Said filter (Short Term-Predictive (STP) filter) is designed to be
a time invariant, all-pole recursive digital filter, over a short
time segment (typically 10 to 30 ms, corresponding to one or
several blocks of samples). This supposes first an LPC analysis
over said short time segment to derive the filter coefficients,
i.e. prediction coefficients, characterizing the vocal tract
transfer function. Then the time-variant character of speech is
handled by a succession of such filters with different parameters,
i.e. by dynamically varying the filter coefficients.
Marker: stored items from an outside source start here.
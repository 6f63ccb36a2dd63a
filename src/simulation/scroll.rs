//! Road scrolling and difficulty ramp

use anyhow::Result;
use rand::Rng;

use super::config::GameConfig;
use super::segment_sequence::SegmentSequence;

/// Scroll speed that ramps up by a fixed step every tick until it hits a cap
///
/// The step is per tick, not per second, so a faster frame rate ramps faster.
#[derive(Debug, Clone, PartialEq)]
pub struct SpeedController {
    base: f32,
    accel_per_tick: f32,
    cap: f32,
    current: f32,
}

impl SpeedController {
    pub fn new(config: &GameConfig) -> Self {
        Self {
            base: config.base_scroll_speed,
            accel_per_tick: config.scroll_accel_per_tick,
            cap: config.scroll_speed_cap,
            current: config.base_scroll_speed.min(config.scroll_speed_cap),
        }
    }

    pub fn current(&self) -> f32 {
        self.current
    }

    pub fn cap(&self) -> f32 {
        self.cap
    }

    pub fn step(&mut self) {
        self.current = (self.current + self.accel_per_tick).min(self.cap);
    }

    pub fn reset(&mut self) {
        self.current = self.base.min(self.cap);
    }
}

/// Moves the road under the car and keeps the sequence topped up
#[derive(Debug, Clone)]
pub struct ScrollEngine {
    pub speed: SpeedController,
}

impl ScrollEngine {
    pub fn new(config: &GameConfig) -> Self {
        Self {
            speed: SpeedController::new(config),
        }
    }

    /// Advance one tick
    ///
    /// Positions move by `speed * delta_secs`, then the bottom segment is
    /// recycled if it left the screen, then the speed takes one step.
    /// Returns whether a segment was recycled.
    pub fn tick<R: Rng>(
        &mut self,
        sequence: &mut SegmentSequence,
        delta_secs: f32,
        config: &GameConfig,
        rng: &mut R,
    ) -> Result<bool> {
        sequence.advance(delta_secs, self.speed.current());
        let recycled = sequence.recycle_if_needed(config, rng)?;
        self.speed.step();
        Ok(recycled)
    }

    pub fn current_speed(&self) -> f32 {
        self.speed.current()
    }

    pub fn reset(&mut self) {
        self.speed.reset();
    }
}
Filter coefficients derivation operation obviously mean processing
delay adding to the otherwise coding delay due to further
processing including VQ operations. This leads to total delay in
the order of 25 to 80 ms depending on the type of signal processor
being used.
Such a delay is not compatible with the specifications of speech
coders to be used in the public switched network without echo
cancellation. More particularly, no known technique fits to a low
bit rate (e.g. 16 kbps) which would provide a low delay, while
still keeping high coding speech quality, with an acceptable coder
complexity.
SUMMARY OF INVENTION
One object of this invention is to provide a low-delay low-bit rate
speech coder with minimal coder complexity.
More particularly, the present invention addresses a low-delay
vector quantizing speech coder wherein the original signal prior to
being vector quantized is first decorrelated into a residual
(excitation) signal using a short-term adaptive predictive filter
the coefficients of which are dynamically derived from a
reconstructed residual (excitation) signal.
Further objects, characteristics and advantages of the present
invention will be explained in more details in the following, with
reference to the enclosed drawings which represent a preferred
embodiment thereof.
BRIEF DESCRIPTION OF THE DRAWINGS
FIG. 1 is a prior art coder.
FIG. 2 is a block diagram of an improved coder as provided by this
invention.
FIG. 3 shows another implementation of the invention.
FIG. 4 is a representation of an adaptive method to be used with
the coder of FIG. 3.
FIG. 5 is a decoder to be used in conjunction with the coder of
FIG. 3.
DETAILED DESCRIPTION OF THE PREFERRED EMBODIMENT
FIG. 1 represents a block diagram of an Adaptive
Vector-Quantizing/Long-Term-Predictive (VQ/LTP) coder as disclosed
in copending European Application 0280827. Briefly stated one may
note that once the original speech signal s(n) sampled and coded at
a high bit rate into a device (not shown) has been decorrelated,
through an adaptive Short-Term-Predictive filter the coefficients
of which are sequentially derived from blocks of s(n) signal
samples, into a residual signal r(n), said r(n) is not directly
submitted to Vector Quantizing into the Pulse-Excited (P.E.)
coder.
The r(n) signal is first converted into an error residual signal
e(n). The e(n) signal is then Vector Quantized, to improve the VQ
bits allocations. The signal e(n) is derived from r(n) by
subtracting therefrom a predicted residual signal x(n) synthesized
using a Long-Term-Predictive (LTP) loop.
The LTP loop includes an LTP filter the coefficients (b and M) of
which are dynamically derived in a device (12).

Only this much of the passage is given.